=== Section Start ===

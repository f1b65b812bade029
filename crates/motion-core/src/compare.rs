//! Metric differences between a user recording and a reference.

use swingsync_pose_model::{ComparisonReport, MetricSet};

/// Plain `user - reference` differences. No clamping; the label is passed through.
pub fn compare(user: &MetricSet, reference: &MetricSet, label: &str) -> ComparisonReport {
    let report = ComparisonReport {
        elbow_angle_diff: user.elbow_angle_max - reference.elbow_angle_max,
        shoulder_rotation_diff: user.shoulder_rotation_proxy - reference.shoulder_rotation_proxy,
        impact_count_diff: user.impact_frames.len() as i64 - reference.impact_frames.len() as i64,
        reference_label: label.to_string(),
    };
    tracing::debug!(
        label,
        elbow_angle_diff = report.elbow_angle_diff,
        shoulder_rotation_diff = report.shoulder_rotation_diff,
        "Compared metric sets"
    );
    report
}
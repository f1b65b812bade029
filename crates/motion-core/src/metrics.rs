//! Biomechanical metric extraction.
//!
//! Reduces a keypoint sequence to the measures consumed by phase detection
//! and comparison. Missing or low-confidence keypoints are never replaced
//! by defaults: the affected frame is skipped, and an aggregate with no
//! usable frame at all reports 0 (or an empty series).
//!
//! Callers that need to tell "no data" from "measured zero" must look at
//! the sequence itself, e.g. via [`MetricExtractor::frames_used`].

use swingsync_common::config::AnalysisConfig;
use swingsync_pose_model::frame::{Frame, Sequence, TimestampMs};
use swingsync_pose_model::keypoint::{ArmLandmarks, Keypoint, LEFT_SHOULDER, RIGHT_SHOULDER};
use swingsync_pose_model::MetricSet;

/// Angle at vertex `b` between rays `b→a` and `b→c`, in degrees `[0, 180]`.
///
/// Uses the four-quadrant arctangent of each ray; differences over 180°
/// are reflected to `360 − value`.
pub fn joint_angle_deg(a: &Keypoint, b: &Keypoint, c: &Keypoint) -> f64 {
    let radians = (c.y - b.y).atan2(c.x - b.x) - (a.y - b.y).atan2(a.x - b.x);
    let angle = radians.to_degrees().abs();
    if angle > 180.0 {
        360.0 - angle
    } else {
        angle
    }
}

/// Strict local maxima of a tempo series above `threshold`.
///
/// Endpoints never qualify and adjacent peaks are all reported.
pub fn impact_peaks(tempo: &[(TimestampMs, f64)], threshold: f64) -> Vec<TimestampMs> {
    tempo
        .windows(3)
        .filter(|w| w[1].1 > w[0].1 && w[1].1 > w[2].1 && w[1].1 > threshold)
        .map(|w| w[1].0)
        .collect()
}

/// Metric extraction engine.
#[derive(Debug, Clone)]
pub struct MetricExtractor {
    config: AnalysisConfig,
    arm: ArmLandmarks,
}

impl MetricExtractor {
    /// Create an extractor with the given thresholds.
    pub fn new(config: AnalysisConfig) -> Self {
        let arm = ArmLandmarks::for_side(config.dominant_side);
        Self { config, arm }
    }

    /// Create an extractor with default thresholds.
    pub fn with_defaults() -> Self {
        Self::new(AnalysisConfig::default())
    }

    pub fn config(&self) -> &AnalysisConfig {
        &self.config
    }

    /// Joint angle, or `None` if any of the three keypoints is unusable.
    pub fn joint_angle(&self, a: &Keypoint, b: &Keypoint, c: &Keypoint) -> Option<f64> {
        let threshold = self.config.visibility_threshold;
        (a.is_usable(threshold) && b.is_usable(threshold) && c.is_usable(threshold))
            .then(|| joint_angle_deg(a, b, c))
    }

    /// Dominant-arm elbow angle of one frame.
    pub fn elbow_angle(&self, frame: &Frame) -> Option<f64> {
        let shoulder = frame.keypoint(self.arm.shoulder)?;
        let elbow = frame.keypoint(self.arm.elbow)?;
        let wrist = frame.keypoint(self.arm.wrist)?;
        self.joint_angle(shoulder, elbow, wrist)
    }

    fn tip<'f>(&self, frame: &'f Frame) -> Option<&'f Keypoint> {
        frame.usable(self.arm.wrist, self.config.visibility_threshold)
    }

    /// Central-difference speed of the dominant wrist at frame `i`
    /// (normalized units per second).
    ///
    /// Returns 0 at the sequence boundaries, past the end, when either
    /// neighbouring wrist is unusable, or when both neighbours share a
    /// timestamp.
    pub fn limb_tip_velocity(&self, seq: &Sequence, i: usize) -> f64 {
        if i == 0 || i >= seq.last_index() {
            return 0.0;
        }
        let frames = seq.frames();
        let (prev, next) = (&frames[i - 1], &frames[i + 1]);
        let (Some(p), Some(n)) = (self.tip(prev), self.tip(next)) else {
            return 0.0;
        };

        let dt = (next.timestamp - prev.timestamp) as f64 / 1000.0;
        if dt <= 0.0 {
            return 0.0;
        }
        p.distance_to(n) / dt
    }

    /// `limb_tip_velocity` for every frame index.
    pub fn velocities(&self, seq: &Sequence) -> Vec<f64> {
        (0..seq.len())
            .map(|i| self.limb_tip_velocity(seq, i))
            .collect()
    }

    /// Largest dominant-arm elbow angle over all frames, 0 if none is measurable.
    pub fn max_elbow_angle(&self, seq: &Sequence) -> f64 {
        seq.frames()
            .iter()
            .filter_map(|f| self.elbow_angle(f))
            .fold(0.0, f64::max)
    }

    /// Range (max − min) of the shoulder-to-shoulder distance.
    ///
    /// A 2D proxy for trunk rotation, not a true rotation angle.
    pub fn shoulder_separation_range(&self, seq: &Sequence) -> f64 {
        let threshold = self.config.visibility_threshold;
        let mut range: Option<(f64, f64)> = None;

        for frame in seq.frames() {
            let (Some(left), Some(right)) = (
                frame.usable(LEFT_SHOULDER, threshold),
                frame.usable(RIGHT_SHOULDER, threshold),
            ) else {
                continue;
            };
            let dist = left.distance_to(right);
            range = Some(match range {
                None => (dist, dist),
                Some((lo, hi)) => (lo.min(dist), hi.max(dist)),
            });
        }

        range.map_or(0.0, |(lo, hi)| hi - lo)
    }

    /// Shoulder separation range in reporting units.
    pub fn shoulder_rotation_proxy(&self, seq: &Sequence) -> f64 {
        self.shoulder_separation_range(seq) * self.config.report_scale
    }

    /// `(timestamp, scaled wrist speed)` for each interior frame whose two
    /// neighbours have a usable wrist.
    pub fn tempo_series(&self, seq: &Sequence) -> Vec<(TimestampMs, f64)> {
        if seq.len() < 3 {
            return vec![];
        }
        let frames = seq.frames();
        (1..seq.last_index())
            .filter(|&i| self.tip(&frames[i - 1]).is_some() && self.tip(&frames[i + 1]).is_some())
            .map(|i| {
                (
                    frames[i].timestamp,
                    self.limb_tip_velocity(seq, i) * self.config.report_scale,
                )
            })
            .collect()
    }

    /// Timestamps of tempo peaks above the impact threshold.
    pub fn impact_frames(&self, seq: &Sequence) -> Vec<TimestampMs> {
        impact_peaks(&self.tempo_series(seq), self.config.impact_threshold)
    }

    /// Number of frames whose dominant wrist is usable.
    pub fn frames_used(&self, seq: &Sequence) -> usize {
        seq.frames().iter().filter(|f| self.tip(f).is_some()).count()
    }

    /// Full metric set of one sequence.
    pub fn extract(&self, seq: &Sequence) -> MetricSet {
        let tempo_series = self.tempo_series(seq);
        let impact_frames = impact_peaks(&tempo_series, self.config.impact_threshold);
        MetricSet {
            elbow_angle_max: self.max_elbow_angle(seq),
            shoulder_rotation_proxy: self.shoulder_rotation_proxy(seq),
            tempo_series,
            impact_frames,
        }
    }
}
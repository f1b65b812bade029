//! Align a user recording to a reference.

use std::path::PathBuf;

use swingsync_common::config::AppConfig;
use swingsync_motion_core::TemporalAligner;

use super::open_recording;

pub fn run(
    config: &AppConfig,
    user: PathBuf,
    reference: PathBuf,
    mapping: bool,
) -> anyhow::Result<()> {
    let user = open_recording(&user, config)?;
    let reference = open_recording(&reference, config)?;

    let sync = TemporalAligner::new(config.analysis.clone()).align(&user.sequence, &reference.sequence);

    println!("Offset: {:.1} ms", sync.offset_ms);
    println!("Strategy: {:?}", sync.strategy);
    println!("Segments: {}", sync.segments);

    if mapping {
        println!();
        println!("{:>6} -> {:<6}", "USER", "REF");
        for entry in &sync.mapping {
            println!("{:>6} -> {:<6}", entry.user_frame, entry.reference_frame);
        }
    }
    Ok(())
}
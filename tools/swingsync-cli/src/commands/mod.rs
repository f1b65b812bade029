pub mod analyze;
pub mod compare;
pub mod demo;
pub mod phases;
pub mod show;
pub mod sync;
pub mod validate;

use std::path::{Path, PathBuf};

use swingsync_common::config::AppConfig;
use swingsync_motion_core::pipeline::load_recording;
use swingsync_pose_model::PoseRecording;

/// Load a recording, falling back to the configured capture rate.
pub(crate) fn open_recording(path: &Path, config: &AppConfig) -> anyhow::Result<PoseRecording> {
    load_recording(path, config.analysis.default_fps)
        .map_err(|e| anyhow::anyhow!("Failed to load recording {}: {e}", path.display()))
}

/// Results directory from the command line or the configuration.
pub(crate) fn results_dir(override_dir: Option<PathBuf>, config: &AppConfig) -> PathBuf {
    override_dir.unwrap_or_else(|| config.results_dir.clone())
}

/// File name of a path, for use as a display label.
pub(crate) fn file_label(path: &Path) -> String {
    path.file_name()
        .map(|n| n.to_string_lossy().into_owned())
        .unwrap_or_else(|| path.display().to_string())
}
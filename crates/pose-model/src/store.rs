//! Persistence of analysis results keyed by id.

use std::path::{Path, PathBuf};

use crate::analysis::AnalysisResult;
use crate::frame::ModelError;

/// Key/value storage for analysis results.
pub trait ResultStore {
    fn save(&self, id: &str, result: &AnalysisResult) -> Result<(), ModelError>;

    /// Returns `Ok(None)` when no result is stored under `id`.
    fn get(&self, id: &str) -> Result<Option<AnalysisResult>, ModelError>;
}

/// Stores each result as `<root>/<id>.json`.
#[derive(Debug, Clone)]
pub struct DirectoryStore {
    root: PathBuf,
}

impl DirectoryStore {
    pub fn new(root: impl Into<PathBuf>) -> Self {
        Self { root: root.into() }
    }

    pub fn root(&self) -> &Path {
        &self.root
    }

    fn path_for(&self, id: &str) -> Result<PathBuf, ModelError> {
        let valid = !id.is_empty()
            && id
                .chars()
                .all(|c| c.is_ascii_alphanumeric() || c == '-' || c == '_');
        if !valid {
            return Err(ModelError::InvalidId { id: id.to_string() });
        }
        Ok(self.root.join(format!("{id}.json")))
    }
}

impl ResultStore for DirectoryStore {
    fn save(&self, id: &str, result: &AnalysisResult) -> Result<(), ModelError> {
        let path = self.path_for(id)?;
        std::fs::create_dir_all(&self.root).map_err(|e| ModelError::IoError {
            path: self.root.clone(),
            source: e,
        })?;
        let json = serde_json::to_string_pretty(result).map_err(|e| ModelError::ParseError {
            path: path.clone(),
            source: e,
        })?;
        std::fs::write(&path, json).map_err(|e| ModelError::IoError {
            path: path.clone(),
            source: e,
        })?;
        tracing::debug!(id, path = %path.display(), "Saved analysis result");
        Ok(())
    }

    fn get(&self, id: &str) -> Result<Option<AnalysisResult>, ModelError> {
        let path = self.path_for(id)?;
        let content = match std::fs::read_to_string(&path) {
            Ok(content) => content,
            Err(e) if e.kind() == std::io::ErrorKind::NotFound => return Ok(None),
            Err(e) => return Err(ModelError::IoError { path, source: e }),
        };
        serde_json::from_str(&content)
            .map(Some)
            .map_err(|e| ModelError::ParseError { path, source: e })
    }
}

/// Generate a random-looking UUID v4 string without an external dependency.
pub fn new_analysis_id() -> String {
    use std::sync::atomic::{AtomicU64, Ordering};
    use std::time::{SystemTime, UNIX_EPOCH};

    static COUNTER: AtomicU64 = AtomicU64::new(0);

    let nanos = SystemTime::now()
        .duration_since(UNIX_EPOCH)
        .map(|d| d.as_nanos())
        .unwrap_or_default();
    let count = COUNTER.fetch_add(1, Ordering::Relaxed) as u128;
    let seed = nanos ^ (count.wrapping_mul(0x9E37_79B9_7F4A_7C15) << 17);

    format!(
        "{:08x}-{:04x}-4{:03x}-{:04x}-{:012x}",
        (seed & 0xFFFF_FFFF) as u32,
        ((seed >> 32) & 0xFFFF) as u16,
        ((seed >> 48) & 0x0FFF) as u16,
        (((seed >> 60) & 0x3FFF) as u16) | 0x8000,
        (seed >> 76) & 0xFFFF_FFFF_FFFF,
    )
}
//! Derived analysis contracts.
//!
//! Everything here is computed from one or two sequences and carries no
//! state of its own. Field names are camelCase on the wire so stored
//! results stay readable by the presentation layer.

use serde::{Deserialize, Serialize};

use crate::frame::TimestampMs;

/// Named instants of a single racquet swing, in canonical order.
#[derive(Debug, Clone, Copy, PartialEq, Eq, Hash, PartialOrd, Ord, Serialize, Deserialize)]
#[serde(rename_all = "snake_case")]
pub enum KeyPoseType {
    Preparation,
    BackswingPeak,
    BallContact,
    FollowThrough,
    Finish,
}

impl KeyPoseType {
    /// All phases in the order they occur in a swing.
    pub const CANONICAL: [KeyPoseType; 5] = [
        KeyPoseType::Preparation,
        KeyPoseType::BackswingPeak,
        KeyPoseType::BallContact,
        KeyPoseType::FollowThrough,
        KeyPoseType::Finish,
    ];

    /// Fixed heuristic confidence reported for a detected phase.
    pub fn confidence(self) -> f64 {
        match self {
            KeyPoseType::BallContact => 0.9,
            KeyPoseType::BackswingPeak => 0.8,
            KeyPoseType::FollowThrough => 0.75,
            KeyPoseType::Preparation => 0.7,
            KeyPoseType::Finish => 0.6,
        }
    }

    pub fn as_str(self) -> &'static str {
        match self {
            KeyPoseType::Preparation => "preparation",
            KeyPoseType::BackswingPeak => "backswing_peak",
            KeyPoseType::BallContact => "ball_contact",
            KeyPoseType::FollowThrough => "follow_through",
            KeyPoseType::Finish => "finish",
        }
    }
}

impl std::fmt::Display for KeyPoseType {
    fn fmt(&self, f: &mut std::fmt::Formatter<'_>) -> std::fmt::Result {
        f.pad(self.as_str())
    }
}

/// A detected phase instant within one sequence.
#[derive(Debug, Clone, Copy, PartialEq, Serialize, Deserialize)]
#[serde(rename_all = "camelCase")]
pub struct KeyPose {
    pub frame_index: usize,
    #[serde(rename = "type")]
    pub kind: KeyPoseType,
    pub timestamp: TimestampMs,
    pub confidence: f64,
}

/// Find the pose of a given phase in a detected list.
pub fn find_pose(poses: &[KeyPose], kind: KeyPoseType) -> Option<&KeyPose> {
    poses.iter().find(|p| p.kind == kind)
}

/// Correspondence of one user frame to one reference frame.
#[derive(Debug, Clone, Copy, PartialEq, Eq, Serialize, Deserialize)]
#[serde(rename_all = "camelCase")]
pub struct SyncMapping {
    pub user_frame: usize,
    pub reference_frame: usize,
}

/// Biomechanical measures of one sequence.
#[derive(Debug, Clone, PartialEq, Default, Serialize, Deserialize)]
#[serde(rename_all = "camelCase")]
pub struct MetricSet {
    /// Largest dominant-arm elbow angle in degrees.
    pub elbow_angle_max: f64,
    /// Shoulder separation range, scaled for reporting.
    pub shoulder_rotation_proxy: f64,
    /// `(timestamp, scaled wrist speed)` pairs.
    pub tempo_series: Vec<(TimestampMs, f64)>,
    /// Timestamps of detected tempo peaks.
    pub impact_frames: Vec<TimestampMs>,
}

/// Metric differences between a user and a named reference.
#[derive(Debug, Clone, PartialEq, Serialize, Deserialize)]
#[serde(rename_all = "camelCase")]
pub struct ComparisonReport {
    pub elbow_angle_diff: f64,
    pub shoulder_rotation_diff: f64,
    #[serde(default)]
    pub impact_count_diff: i64,
    #[serde(alias = "referenceVideo")]
    pub reference_label: String,
}

/// Coarse stroke classification.
#[derive(Debug, Clone, Copy, PartialEq, Eq, Hash, Serialize, Deserialize)]
#[serde(rename_all = "lowercase")]
pub enum StrokeGuess {
    Forehand,
    Backhand,
    Unknown,
}

#[derive(Debug, Clone, PartialEq, Serialize, Deserialize)]
#[serde(rename_all = "camelCase")]
pub struct StrokeSummary {
    pub stroke_guess: StrokeGuess,
    pub confidence: f64,
}

/// How a frame mapping was built.
#[derive(Debug, Clone, Copy, PartialEq, Eq, Serialize, Deserialize)]
#[serde(rename_all = "snake_case")]
pub enum MappingStrategy {
    /// Piecewise-linear between matched phase boundaries.
    PhaseSegments,
    /// Proportional stretch of the whole user sequence.
    Linear,
}

/// Temporal alignment between a user and a reference recording.
#[derive(Debug, Clone, PartialEq, Serialize, Deserialize)]
#[serde(rename_all = "camelCase")]
pub struct SyncSummary {
    /// Positive means the reference should be shifted later.
    pub offset_ms: f64,
    pub strategy: MappingStrategy,
    /// Number of phase segments used for the mapping.
    pub segments: usize,
    pub mapping: Vec<SyncMapping>,
}

/// Recording metadata attached to a result.
#[derive(Debug, Clone, PartialEq, Serialize, Deserialize)]
#[serde(rename_all = "camelCase")]
pub struct AnalysisMeta {
    pub fps: f64,
    pub sample_ms: f64,
    /// Frames whose dominant wrist was usable.
    pub frames_used: usize,
    /// ISO 8601 time of analysis.
    #[serde(default)]
    pub analyzed_at: String,
    /// Set when no phase could be detected in the user sequence.
    #[serde(default)]
    pub fallback: bool,
}

/// Complete stored analysis of one recording, optionally against a reference.
#[derive(Debug, Clone, PartialEq, Serialize, Deserialize)]
#[serde(rename_all = "camelCase")]
pub struct AnalysisResult {
    pub summary: StrokeSummary,
    pub metrics: MetricSet,
    #[serde(default, skip_serializing_if = "Option::is_none")]
    pub reference_metrics: Option<MetricSet>,
    #[serde(default, skip_serializing_if = "Option::is_none")]
    pub comparison: Option<ComparisonReport>,
    #[serde(default, skip_serializing_if = "Vec::is_empty")]
    pub key_poses: Vec<KeyPose>,
    #[serde(default, skip_serializing_if = "Option::is_none")]
    pub sync: Option<SyncSummary>,
    pub meta: AnalysisMeta,
}

impl AnalysisResult {
    /// Record the current wall-clock time as the analysis time.
    pub fn stamp_now(&mut self) {
        self.meta.analyzed_at = chrono::Utc::now().to_rfc3339();
    }
}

=== Section End ===

> **Task instructions**:
Set the material down exactly as written, starting at its first line. The line containing "are all reported." is the last one to include.

> **Solved problem**:
repository f1b65b812bade029
filename crates/motion-core/src/compare.rs
//! Metric differences between a user recording and a reference.

use swingsync_pose_model::{ComparisonReport, MetricSet};

/// Plain `user - reference` differences. No clamping; the label is passed through.
pub fn compare(user: &MetricSet, reference: &MetricSet, label: &str) -> ComparisonReport {
    let report = ComparisonReport {
        elbow_angle_diff: user.elbow_angle_max - reference.elbow_angle_max,
        shoulder_rotation_diff: user.shoulder_rotation_proxy - reference.shoulder_rotation_proxy,
        impact_count_diff: user.impact_frames.len() as i64 - reference.impact_frames.len() as i64,
        reference_label: label.to_string(),
    };
    tracing::debug!(
        label,
        elbow_angle_diff = report.elbow_angle_diff,
        shoulder_rotation_diff = report.shoulder_rotation_diff,
        "Compared metric sets"
    );
    report
}
repository f1b65b812bade029
filename crates/motion-core/src/metrics.rs
//! Biomechanical metric extraction.
//!
//! Reduces a keypoint sequence to the measures consumed by phase detection
//! and comparison. Missing or low-confidence keypoints are never replaced
//! by defaults: the affected frame is skipped, and an aggregate with no
//! usable frame at all reports 0 (or an empty series).
//!
//! Callers that need to tell "no data" from "measured zero" must look at
//! the sequence itself, e.g. via [`MetricExtractor::frames_used`].

use swingsync_common::config::AnalysisConfig;
use swingsync_pose_model::frame::{Frame, Sequence, TimestampMs};
use swingsync_pose_model::keypoint::{ArmLandmarks, Keypoint, LEFT_SHOULDER, RIGHT_SHOULDER};
use swingsync_pose_model::MetricSet;

/// Angle at vertex `b` between rays `b→a` and `b→c`, in degrees `[0, 180]`.
///
/// Uses the four-quadrant arctangent of each ray; differences over 180°
/// are reflected to `360 − value`.
pub fn joint_angle_deg(a: &Keypoint, b: &Keypoint, c: &Keypoint) -> f64 {
    let radians = (c.y - b.y).atan2(c.x - b.x) - (a.y - b.y).atan2(a.x - b.x);
    let angle = radians.to_degrees().abs();
    if angle > 180.0 {
        360.0 - angle
    } else {
        angle
    }
}

/// Strict local maxima of a tempo series above `threshold`.
///
/// Endpoints never qualify and adjacent peaks are all reported.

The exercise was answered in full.